Definition of quay in English:

quay

Syllabification: quay
Pronunciation: /kē
 
, k(w)ā
 
/

noun

A concrete, stone, or metal platform lying alongside or projecting into water for loading and unloading ships.
More example sentences
  • It is a source of pride to see the Celtic Explorer alongside the quay in her home port of Galway.
  • The men created a world of their own on the docks, levees, plantation landings, city quays, and steamboat decks of the Mississippi River economy.
  • In 1682, the estates of East Frisia gave Brandenburg-Prussia help by allowing their ships to use her quays in Emden - a large harbour on the North Sea.
Synonyms

Origin

late Middle English key, from Old French kay, of Celtic origin.

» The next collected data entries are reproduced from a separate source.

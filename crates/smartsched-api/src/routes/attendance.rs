//! # Attendance Endpoints
//!
//! The marking flow mirrors the student dashboard sequence: resolve the
//! registered face, run face verification, and only on a match record a
//! check-in and run constraint validation. A face mismatch short-circuits
//! — no location/time check is made. Standalone validation, the
//! invalid-attempt log, the check-in feed, and faculty manual marking
//! round out the surface.

use std::collections::HashMap;

use axum::extract::rejection::JsonRejection;
use axum::extract::{Path, State};
use axum::routing::{get, post};
use axum::{Json, Router};
use chrono::{DateTime, Utc};
use serde::{Deserialize, Serialize};
use smartsched_core::{ClassId, DataUri, GeoLocation, StudentId};
use smartsched_model::{AttendanceAttempt, ConstraintVerdict, FaceComparison, FaceVerdict};
use utoipa::ToSchema;
use uuid::Uuid;

use crate::auth::{CallerIdentity, Role};
use crate::error::AppError;
use crate::extractors::{extract_validated_json, Validate};
use crate::state::{AppState, CheckIn, InvalidAttemptRecord, MarkStatus, StoreAttemptLogger};

// -- DTOs ---------------------------------------------------------------------

/// Full attendance-marking request.
#[derive(Debug, Deserialize, ToSchema)]
#[serde(rename_all = "camelCase")]
pub struct MarkAttendanceRequest {
    /// The student marking attendance.
    pub student_id: String,
    /// The class being attended.
    pub class_id: String,
    /// Fresh face capture as a data URI.
    pub current_face_data_uri: String,
    /// GPS latitude at capture time.
    pub latitude: f64,
    /// GPS longitude at capture time.
    pub longitude: f64,
}

impl Validate for MarkAttendanceRequest {
    fn validate(&self) -> Result<(), String> {
        if self.student_id.trim().is_empty() || self.class_id.trim().is_empty() {
            return Err("studentId and classId must not be empty".to_string());
        }
        if self.current_face_data_uri.trim().is_empty() {
            return Err("currentFaceDataUri must not be empty".to_string());
        }
        Ok(())
    }
}

/// Combined verdict for the marking flow.
#[derive(Debug, Serialize, ToSchema)]
#[serde(rename_all = "camelCase")]
pub struct MarkAttendanceResponse {
    /// Face match verdict (always present).
    #[schema(value_type = Object)]
    pub face: FaceVerdict,
    /// Constraint verdict; absent when the face gate short-circuited.
    #[schema(value_type = Object)]
    #[serde(skip_serializing_if = "Option::is_none")]
    pub attendance: Option<ConstraintVerdict>,
    /// Whether a check-in was recorded.
    pub checked_in: bool,
}

/// Standalone constraint-validation request.
#[derive(Debug, Deserialize, ToSchema)]
#[serde(rename_all = "camelCase")]
pub struct ValidateAttemptRequest {
    /// The student marking attendance.
    pub student_id: String,
    /// The class being attended.
    pub class_id: String,
    /// GPS latitude at capture time.
    pub latitude: f64,
    /// GPS longitude at capture time.
    pub longitude: f64,
    /// Attempt timestamp; defaults to now.
    #[serde(default)]
    pub timestamp: Option<DateTime<Utc>>,
    /// Scheduled start override; defaults to the class schedule.
    #[serde(default)]
    pub scheduled_start_time: Option<DateTime<Utc>>,
    /// Scheduled end override; defaults to the class schedule.
    #[serde(default)]
    pub scheduled_end_time: Option<DateTime<Utc>>,
}

impl Validate for ValidateAttemptRequest {
    fn validate(&self) -> Result<(), String> {
        if self.student_id.trim().is_empty() || self.class_id.trim().is_empty() {
            return Err("studentId and classId must not be empty".to_string());
        }
        Ok(())
    }
}

/// Faculty manual mark request.
#[derive(Debug, Deserialize, ToSchema)]
#[serde(rename_all = "camelCase")]
pub struct SetMarkRequest {
    /// The student being marked.
    pub student_id: String,
    /// Present or absent.
    pub status: MarkStatus,
}

impl Validate for SetMarkRequest {
    fn validate(&self) -> Result<(), String> {
        if self.student_id.trim().is_empty() {
            return Err("studentId must not be empty".to_string());
        }
        Ok(())
    }
}

// -- Router -------------------------------------------------------------------

/// Build the attendance router.
pub fn router() -> Router<AppState> {
    Router::new()
        .route("/v1/attendance/mark", post(mark_attendance))
        .route("/v1/attendance/validate", post(validate_attempt))
        .route("/v1/attendance/log", get(get_log))
        .route("/v1/attendance/checkins", get(get_checkins))
        .route(
            "/v1/attendance/classes/:id/marks",
            post(set_mark).get(get_marks),
        )
}

// -- Helpers ------------------------------------------------------------------

/// Resolve an attempt's scheduled window: explicit overrides win,
/// otherwise the class schedule's times are anchored to the attempt date.
fn scheduled_window(
    state: &AppState,
    class_id: &ClassId,
    timestamp: DateTime<Utc>,
    start_override: Option<DateTime<Utc>>,
    end_override: Option<DateTime<Utc>>,
) -> Result<(DateTime<Utc>, DateTime<Utc>), AppError> {
    if let (Some(start), Some(end)) = (start_override, end_override) {
        return Ok((start, end));
    }
    let class = state
        .roster
        .class_section(class_id)
        .ok_or_else(|| AppError::NotFound(format!("class {class_id} not found")))?;
    let date = timestamp.date_naive();
    let start = start_override.unwrap_or_else(|| date.and_time(class.schedule.start_time).and_utc());
    let end = end_override.unwrap_or_else(|| date.and_time(class.schedule.end_time).and_utc());
    Ok((start, end))
}

fn build_attempt(
    state: &AppState,
    student_id: StudentId,
    class_id: ClassId,
    location: GeoLocation,
    timestamp: DateTime<Utc>,
    start_override: Option<DateTime<Utc>>,
    end_override: Option<DateTime<Utc>>,
) -> Result<AttendanceAttempt, AppError> {
    let (scheduled_start_time, scheduled_end_time) =
        scheduled_window(state, &class_id, timestamp, start_override, end_override)?;
    Ok(AttendanceAttempt {
        student_id,
        class_id,
        timestamp,
        location_data_uri: location.to_data_uri()?,
        scheduled_start_time,
        scheduled_end_time,
    })
}

// -- Handlers -----------------------------------------------------------------

/// POST /v1/attendance/mark — Full marking flow.
#[utoipa::path(
    post,
    path = "/v1/attendance/mark",
    request_body = MarkAttendanceRequest,
    responses(
        (status = 200, description = "Combined verdict", body = MarkAttendanceResponse),
        (status = 404, description = "Unknown student/class or no registered face", body = crate::error::ErrorBody),
        (status = 503, description = "Model not configured", body = crate::error::ErrorBody),
    ),
    tag = "attendance"
)]
pub async fn mark_attendance(
    State(state): State<AppState>,
    body: Result<Json<MarkAttendanceRequest>, JsonRejection>,
) -> Result<Json<MarkAttendanceResponse>, AppError> {
    let req = extract_validated_json(body)?;
    let student_id = StudentId::new(req.student_id)?;
    let class_id = ClassId::new(req.class_id)?;

    let student = state
        .roster
        .student(&student_id)
        .cloned()
        .ok_or_else(|| AppError::NotFound(format!("student {student_id} not found")))?;
    let registered = state.faces.get(&student_id).ok_or_else(|| {
        AppError::NotFound(format!("no registered face for student {student_id}"))
    })?;
    let current = DataUri::parse(req.current_face_data_uri)?;
    let location = GeoLocation::new(req.latitude, req.longitude)?;
    let model = state.model()?;

    let face = model
        .face()
        .verify(&FaceComparison {
            registered,
            current,
        })
        .await;

    if !face.is_match {
        tracing::info!(student_id = %student_id, class_id = %class_id, "face gate rejected attempt");
        return Ok(Json(MarkAttendanceResponse {
            face,
            attendance: None,
            checked_in: false,
        }));
    }

    let timestamp = Utc::now();
    state.push_checkin(CheckIn {
        id: Uuid::new_v4(),
        student_id: student_id.clone(),
        name: student.name,
        timestamp,
    });

    let attempt = build_attempt(&state, student_id, class_id, location, timestamp, None, None)?;
    let logger = StoreAttemptLogger::new(state.invalid_attempts.clone());
    let attendance = model.attendance().validate(&attempt, &logger).await;

    Ok(Json(MarkAttendanceResponse {
        face,
        attendance: Some(attendance),
        checked_in: true,
    }))
}

/// POST /v1/attendance/validate — Constraint validation alone.
#[utoipa::path(
    post,
    path = "/v1/attendance/validate",
    request_body = ValidateAttemptRequest,
    responses(
        (status = 200, description = "Constraint verdict"),
        (status = 503, description = "Model not configured", body = crate::error::ErrorBody),
    ),
    tag = "attendance"
)]
pub async fn validate_attempt(
    State(state): State<AppState>,
    body: Result<Json<ValidateAttemptRequest>, JsonRejection>,
) -> Result<Json<ConstraintVerdict>, AppError> {
    let req = extract_validated_json(body)?;
    let student_id = StudentId::new(req.student_id)?;
    let class_id = ClassId::new(req.class_id)?;
    let location = GeoLocation::new(req.latitude, req.longitude)?;
    let timestamp = req.timestamp.unwrap_or_else(Utc::now);

    let attempt = build_attempt(
        &state,
        student_id,
        class_id,
        location,
        timestamp,
        req.scheduled_start_time,
        req.scheduled_end_time,
    )?;
    let logger = StoreAttemptLogger::new(state.invalid_attempts.clone());
    let verdict = state.model()?.attendance().validate(&attempt, &logger).await;

    Ok(Json(verdict))
}

/// GET /v1/attendance/log — Invalid-attempt log (faculty and above).
#[utoipa::path(
    get,
    path = "/v1/attendance/log",
    responses(
        (status = 200, description = "Logged invalid attempts, newest first", body = [InvalidAttemptRecord]),
        (status = 403, description = "Requires faculty role", body = crate::error::ErrorBody),
    ),
    tag = "attendance"
)]
pub async fn get_log(
    State(state): State<AppState>,
    caller: CallerIdentity,
) -> Result<Json<Vec<InvalidAttemptRecord>>, AppError> {
    caller.require(Role::Faculty)?;
    let mut records = state.invalid_attempts.values();
    records.sort_by(|a, b| b.recorded_at.cmp(&a.recorded_at));
    Ok(Json(records))
}

/// GET /v1/attendance/checkins — Recent check-ins, most recent first.
#[utoipa::path(
    get,
    path = "/v1/attendance/checkins",
    responses((status = 200, description = "Recent check-ins", body = [CheckIn])),
    tag = "attendance"
)]
pub async fn get_checkins(State(state): State<AppState>) -> Json<Vec<CheckIn>> {
    Json(state.recent_checkins())
}

/// POST /v1/attendance/classes/:id/marks — Faculty manual marking.
#[utoipa::path(
    post,
    path = "/v1/attendance/classes/{id}/marks",
    params(("id" = String, Path, description = "Class ID")),
    request_body = SetMarkRequest,
    responses(
        (status = 204, description = "Mark recorded"),
        (status = 403, description = "Requires faculty role", body = crate::error::ErrorBody),
        (status = 404, description = "Unknown class or student not enrolled", body = crate::error::ErrorBody),
    ),
    tag = "attendance"
)]
pub async fn set_mark(
    State(state): State<AppState>,
    caller: CallerIdentity,
    Path(id): Path<String>,
    body: Result<Json<SetMarkRequest>, JsonRejection>,
) -> Result<axum::http::StatusCode, AppError> {
    caller.require(Role::Faculty)?;
    let class_id = ClassId::new(id)?;
    let req = extract_validated_json(body)?;
    let student_id = StudentId::new(req.student_id)?;

    let class = state
        .roster
        .class_section(&class_id)
        .ok_or_else(|| AppError::NotFound(format!("class {class_id} not found")))?;
    if !class.students.contains(&student_id) {
        return Err(AppError::NotFound(format!(
            "student {student_id} is not enrolled in class {class_id}"
        )));
    }

    state
        .marks
        .update_or_default(class_id, |marks| {
            marks.insert(student_id.clone(), req.status);
        });
    Ok(axum::http::StatusCode::NO_CONTENT)
}

/// GET /v1/attendance/classes/:id/marks — Read back manual marks.
#[utoipa::path(
    get,
    path = "/v1/attendance/classes/{id}/marks",
    params(("id" = String, Path, description = "Class ID")),
    responses(
        (status = 200, description = "Marks keyed by student ID"),
        (status = 403, description = "Requires faculty role", body = crate::error::ErrorBody),
        (status = 404, description = "Unknown class", body = crate::error::ErrorBody),
    ),
    tag = "attendance"
)]
pub async fn get_marks(
    State(state): State<AppState>,
    caller: CallerIdentity,
    Path(id): Path<String>,
) -> Result<Json<HashMap<StudentId, MarkStatus>>, AppError> {
    caller.require(Role::Faculty)?;
    let class_id = ClassId::new(id)?;
    if state.roster.class_section(&class_id).is_none() {
        return Err(AppError::NotFound(format!("class {class_id} not found")));
    }
    Ok(Json(state.marks.get(&class_id).unwrap_or_default()))
}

The change of spelling in the late 17th century was influenced by the modern French spelling quai.

Derivatives

quayage

Pronunciation: /ˈkēij, ˈk(w)āij/
noun
More example sentences
  • Southgate probably represents an area of riverfront settlement providing quayage for boats without them having to travel further upriver to Fybridge.
  • I know that in Liverpool in the late nineteenth century around 0.5 per cent of the entire lineal quayage was unusable because it was covered in rubbish: the lad did not know that.
  • They may be viewed as appendages of large ports, geographically detached representatives of the sixth era, that of ‘specialised quayage’.